• Task details:
Where the word "initialize" occurs in a line of the data, return the whole line.

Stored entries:
---*---

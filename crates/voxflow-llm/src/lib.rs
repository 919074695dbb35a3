//! Assistant executors
//!
//! The LLM is abstracted so that streaming providers (WebSocket-framed JSON,
//! gRPC bidi) and request/response providers fit behind the same two
//! operations: `initialize` opens the transport and sends a configuration
//! frame, `execute` pushes a user or static packet upstream. Upstream events
//! flow back through the packet sender registered at initialization.

mod completion;
mod grpc;
mod websocket;

use async_trait::async_trait;

use voxflow_core::comm::PacketSender;
use voxflow_core::{Packet, Result};

pub use completion::CompletionExecutor;
pub use grpc::GrpcExecutor;
pub use websocket::WebsocketExecutor;

/// Drives one model turn at a time for a conversation
#[async_trait]
pub trait AssistantExecutor: Send + Sync {
    fn name(&self) -> &'static str;

    /// Open the upstream transport, seed history, and send the configuration
    /// frame. Events stream back through `sender`.
    async fn initialize(&self, sender: PacketSender) -> Result<()>;

    /// Push a `UserText` or `Static` packet upstream
    async fn execute(&self, packet: Packet) -> Result<()>;

    /// Close the upstream transport
    async fn close(&self) -> Result<()>;
}
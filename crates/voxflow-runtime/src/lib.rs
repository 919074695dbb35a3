//! The per-conversation runtime
//!
//! Owns the conversation lifecycle: routes typed packets between the
//! transport adapter and the cognitive providers, drives the
//! greeting/idle/max-duration timers, enforces the barge-in protocol, and
//! emits outgoing notifications. The runtime exclusively owns the mutable
//! conversation state; providers call back through the packet channel and
//! never hold the runtime type.

mod behaviors;
mod context;
mod messaging;
mod output;
mod runtime;

pub use context::ConversationContext;
pub use messaging::{Messaging, MessagingState, StateEvent};
pub use output::{OutputEvent, TransportOutput};
pub use runtime::{
    eos_callback, packet_channel, stt_callback, tts_callbacks, ConversationRuntime, RuntimeDeps,
};
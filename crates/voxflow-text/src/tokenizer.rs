//! Streaming sentence tokenizer
//!
//! Buffers streamed LLM text per context and cuts on a configurable set of
//! sentence boundary characters, emitting one `Text` packet per complete
//! sentence. A `Flush` packet drains residual text as a final sentence even
//! without a boundary. The concatenation of emitted sentences always equals
//! the concatenation of the inputs: whitespace collapse is the consumer's
//! job.

use std::collections::HashMap;

use parking_lot::Mutex;
use tokio::sync::mpsc;
use tracing::trace;

use voxflow_core::{Options, Packet};

const DEFAULT_BOUNDARIES: &str = ".?!";

/// Default streaming sentence tokenizer
pub struct SentenceTokenizer {
    boundaries: Vec<char>,
    buffers: Mutex<HashMap<String, String>>,
    output: mpsc::UnboundedSender<Packet>,
}

impl SentenceTokenizer {
    /// Boundary characters come from `speaker.sentence.boundaries`; the
    /// receiver yields one `Text` packet per sentence plus the flushed
    /// remainder.
    pub fn new(options: &Options) -> (Self, mpsc::UnboundedReceiver<Packet>) {
        let boundaries = options
            .get_string("speaker.sentence.boundaries")
            .unwrap_or_else(|| DEFAULT_BOUNDARIES.to_string())
            .chars()
            .collect();
        let (tx, rx) = mpsc::unbounded_channel();
        (
            Self {
                boundaries,
                buffers: Mutex::new(HashMap::new()),
                output: tx,
            },
            rx,
        )
    }

    /// Consume tokenizer inputs: `Text` chunks accumulate, `Flush` drains.
    /// Other packet kinds are ignored.
    pub fn tokenize(&self, packets: Vec<Packet>) {
        for packet in packets {
            match packet {
                Packet::Text { context_id, text } => self.push_text(&context_id, &text),
                Packet::Flush { context_id } => self.flush(&context_id),
                other => trace!(kind = other.kind(), "tokenizer ignoring packet"),
            }
        }
    }

    fn push_text(&self, context_id: &str, text: &str) {
        let mut buffers = self.buffers.lock();
        let buffer = buffers.entry(context_id.to_string()).or_default();
        buffer.push_str(text);

        // Cut after every boundary character, keeping the remainder buffered
        loop {
            let cut = buffer
                .char_indices()
                .find(|(_, c)| self.boundaries.contains(c))
                .map(|(i, c)| i + c.len_utf8());
            let Some(cut) = cut else { break };
            let sentence: String = buffer.drain(..cut).collect();
            let _ = self.output.send(Packet::Text {
                context_id: context_id.to_string(),
                text: sentence,
            });
        }
    }

    fn flush(&self, context_id: &str) {
        let residual = self.buffers.lock().remove(context_id);
        if let Some(text) = residual {
            if !text.is_empty() {
                let _ = self.output.send(Packet::Text {
                    context_id: context_id.to_string(),
                    text,
                });
            }
        }
        let _ = self.output.send(Packet::Flush {
            context_id: context_id.to_string(),
        });
    }

    /// Drop any buffered text for a preempted context without emitting it
    pub fn discard(&self, context_id: &str) {
        self.buffers.lock().remove(context_id);
    }
}

#[cfg(test)]
mod tests {
    use super::*;

    fn tokenizer(boundaries: Option<&str>) -> (SentenceTokenizer, mpsc::UnboundedReceiver<Packet>) {
        let mut options = Options::new();
        if let Some(b) = boundaries {
            options.insert("speaker.sentence.boundaries", b);
        }
        SentenceTokenizer::new(&options)
    }

    fn text(context_id: &str, text: &str) -> Packet {
        Packet::Text {
            context_id: context_id.into(),
            text: text.into(),
        }
    }

    fn drain_texts(rx: &mut mpsc::UnboundedReceiver<Packet>) -> Vec<String> {
        let mut out = Vec::new();
        while let Ok(p) = rx.try_recv() {
            if let Packet::Text { text, .. } = p {
                out.push(text);
            }
        }
        out
    }

    #[test]
    fn test_cut_on_default_boundaries() {
        let (tok, mut rx) = tokenizer(None);
        tok.tokenize(vec![text("m1", "Hello there. How are you? Good")]);
        assert_eq!(drain_texts(&mut rx), vec!["Hello there.", " How are you?"]);
        tok.tokenize(vec![Packet::Flush {
            context_id: "m1".into(),
        }]);
        assert_eq!(drain_texts(&mut rx), vec![" Good"]);
    }

    #[test]
    fn test_sentence_spans_multiple_chunks() {
        let (tok, mut rx) = tokenizer(None);
        tok.tokenize(vec![text("m1", "The refund ")]);
        tok.tokenize(vec![text("m1", "takes three")]);
        assert!(drain_texts(&mut rx).is_empty());
        tok.tokenize(vec![text("m1", " days.")]);
        assert_eq!(drain_texts(&mut rx), vec!["The refund takes three days."]);
    }

    #[test]
    fn test_no_loss_across_flush() {
        let (tok, mut rx) = tokenizer(None);
        let inputs = ["First sentence.", " Second sentence!", " trailing bits"];
        for chunk in inputs {
            tok.tokenize(vec![text("m1", chunk)]);
        }
        tok.tokenize(vec![Packet::Flush {
            context_id: "m1".into(),
        }]);
        let emitted = drain_texts(&mut rx).concat();
        assert_eq!(emitted, inputs.concat());
    }

    #[test]
    fn test_custom_boundaries() {
        let (tok, mut rx) = tokenizer(Some(".;"));
        tok.tokenize(vec![text("m1", "one; two. three? four")]);
        assert_eq!(drain_texts(&mut rx), vec!["one;", " two."]);
    }

    #[test]
    fn test_contexts_are_independent() {
        let (tok, mut rx) = tokenizer(None);
        tok.tokenize(vec![text("m1", "alpha"), text("m2", "beta.")]);
        let texts = drain_texts(&mut rx);
        assert_eq!(texts, vec!["beta."]);
        tok.tokenize(vec![Packet::Flush {
            context_id: "m1".into(),
        }]);
        assert_eq!(drain_texts(&mut rx), vec!["alpha"]);
    }

    #[test]
    fn test_flush_always_emits_flush_packet() {
        let (tok, mut rx) = tokenizer(None);
        tok.tokenize(vec![Packet::Flush {
            context_id: "m1".into(),
        }]);
        let packet = rx.try_recv().unwrap();
        assert!(matches!(packet, Packet::Flush { context_id } if context_id == "m1"));
    }

    #[test]
    fn test_discard_drops_buffered_text() {
        let (tok, mut rx) = tokenizer(None);
        tok.tokenize(vec![text("m1", "never spoken")]);
        tok.discard("m1");
        tok.tokenize(vec![Packet::Flush {
            context_id: "m1".into(),
        }]);
        assert!(drain_texts(&mut rx).is_empty());
    }

    #[test]
    fn test_multibyte_boundary_safety() {
        let (tok, mut rx) = tokenizer(None);
        tok.tokenize(vec![text("m1", "café ready. très bien")]);
        assert_eq!(drain_texts(&mut rx), vec!["café ready."]);
    }
}
//! The tool caller contract and result shapes

use async_trait::async_trait;
use serde_json::{json, Value};

use voxflow_core::packet::Action;
use voxflow_core::tool::{FunctionDefinition, FunctionParameter};
use voxflow_core::{Communication, Result};

/// One callable tool. `call` never fails: every outcome is a structured
/// result value.
#[async_trait]
pub trait ToolCaller: Send + Sync {
    fn id(&self) -> u64;

    fn name(&self) -> &str;

    fn execution_method(&self) -> &str;

    /// Conversation-level action this tool stands for, if any
    fn action(&self) -> Option<Action> {
        None
    }

    /// The function definition advertised to the model
    fn definition(&self) -> Result<FunctionDefinition>;

    /// Execute with the model-provided JSON argument string
    async fn call(&self, message_id: &str, args: &str, comm: &dyn Communication) -> Value;
}

/// `{success:true, status:"SUCCESS", data}`
pub fn success_result(data: Value) -> Value {
    json!({
        "success": true,
        "status": "SUCCESS",
        "data": data,
    })
}

/// `{success:false, status:"FAIL", error}`
pub fn failure_result(error: impl Into<String>) -> Value {
    json!({
        "success": false,
        "status": "FAIL",
        "error": error.into(),
    })
}

/// Build a function definition from an assistant tool's schema fields
pub(crate) fn definition_from_fields(
    name: &str,
    description: Option<&str>,
    fields: &Value,
) -> Result<FunctionDefinition> {
    let parameters: FunctionParameter = if fields.is_null() {
        FunctionParameter::object()
    } else {
        serde_json::from_value(fields.clone())?
    };
    Ok(FunctionDefinition {
        name: name.to_string(),
        description: description.unwrap_or_default().to_string(),
        parameters,
    })
}

#[cfg(test)]
mod tests {
    use super::*;

    #[test]
    fn test_result_shapes() {
        let ok = success_result(json!({"temp": 21}));
        assert_eq!(ok["success"], json!(true));
        assert_eq!(ok["status"], json!("SUCCESS"));
        assert_eq!(ok["data"]["temp"], json!(21));

        let fail = failure_result("boom");
        assert_eq!(fail["success"], json!(false));
        assert_eq!(fail["status"], json!("FAIL"));
        assert_eq!(fail["error"], json!("boom"));
    }

    #[test]
    fn test_definition_from_null_fields() {
        let def = definition_from_fields("ping", Some("Ping the service"), &Value::Null).unwrap();
        assert_eq!(def.name, "ping");
        assert_eq!(def.parameters.schema_type, "object");
        assert!(def.parameters.properties.is_empty());
    }

    #[test]
    fn test_definition_from_schema_fields() {
        let fields = json!({
            "type": "object",
            "properties": {"city": {"type": "string", "description": "City"}},
            "required": ["city"]
        });
        let def = definition_from_fields("get_weather", None, &fields).unwrap();
        assert_eq!(def.parameters.required, vec!["city"]);
        assert!(def.parameters.properties.contains_key("city"));
    }
}
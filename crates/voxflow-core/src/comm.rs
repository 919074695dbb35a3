//! Seams between the runtime and everything that calls back into it
//!
//! Providers and tools never hold the runtime type. They receive either a
//! [`PacketSender`] (the callback bundle: events go in, the dispatcher routes
//! them) or a [`Communication`] reference (a read-only view of the
//! conversation plus persistence hooks). The runtime alone implements
//! [`Dispatcher`].

use std::collections::HashMap;

use async_trait::async_trait;
use serde::{Deserialize, Serialize};
use serde_json::Value;

use crate::assistant::Assistant;
use crate::conversation::Conversation;
use crate::error::Result;
use crate::metric::Metric;
use crate::packet::Packet;

/// Channel half handed to providers at `initialize`; upstream events are
/// forwarded here and routed by the dispatcher task.
pub type PacketSender = tokio::sync::mpsc::Sender<Packet>;

/// The mutating runtime API: a single logical packet handler.
#[async_trait]
pub trait Dispatcher: Send + Sync {
    /// Route one or more packets. Illegal state transitions are logged and
    /// skipped, never returned as errors from this method.
    async fn on_packet(&self, packets: Vec<Packet>) -> Result<()>;
}

/// Terminal state of a recorded unit of work
#[derive(Debug, Clone, Copy, PartialEq, Eq, Serialize, Deserialize)]
#[serde(rename_all = "SCREAMING_SNAKE_CASE")]
pub enum RecordState {
    RecordComplete,
    RecordFailed,
}

/// Audit record of one tool invocation
#[derive(Debug, Clone, Serialize, Deserialize)]
pub struct ToolLog {
    pub tool_id: u64,
    pub message_id: String,
    pub name: String,
    pub execution_method: String,
    pub status: RecordState,
    pub time_taken_ms: i64,
    pub input: Value,
    pub output: Value,
}

/// One retrieved knowledge chunk
#[derive(Debug, Clone, Serialize, Deserialize)]
pub struct KnowledgeContext {
    pub id: String,
    pub document_id: String,
    #[serde(default)]
    pub metadata: HashMap<String, Value>,
    pub content: String,
    pub score: f64,
}

/// Read-only conversation view handed to executors and tools.
///
/// The persistence hooks are fire-and-forget from the caller's point of view:
/// implementations run them off the hot path.
#[async_trait]
pub trait Communication: Send + Sync {
    fn conversation(&self) -> &Conversation;

    fn assistant(&self) -> &Assistant;

    /// Template arguments supplied at conversation start
    fn args(&self) -> &HashMap<String, String>;

    /// Prior conversation turns for executor history seeding
    fn conversation_logs(&self) -> Vec<(String, String)> {
        Vec::new()
    }

    /// Vector retrieval for the knowledge tool
    async fn retrieve_knowledge(
        &self,
        _query: &str,
        _top_k: u32,
        _score_threshold: f32,
    ) -> Result<Vec<KnowledgeContext>> {
        Ok(Vec::new())
    }

    /// Persist a tool audit record
    async fn record_tool_log(&self, _log: ToolLog) {}

    /// Persist a transport/lifecycle event
    async fn record_event(&self, _event_type: &str, _payload: Value) {}

    /// Persist metrics against a message
    async fn record_metrics(&self, _context_id: &str, _metrics: &[Metric]) {}
}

---*---

• Solution:
//! operations: `initialize` opens the transport and sends a configuration
    async fn initialize(&self, sender: PacketSender) -> Result<()>;
/// Channel half handed to providers at `initialize`; upstream events are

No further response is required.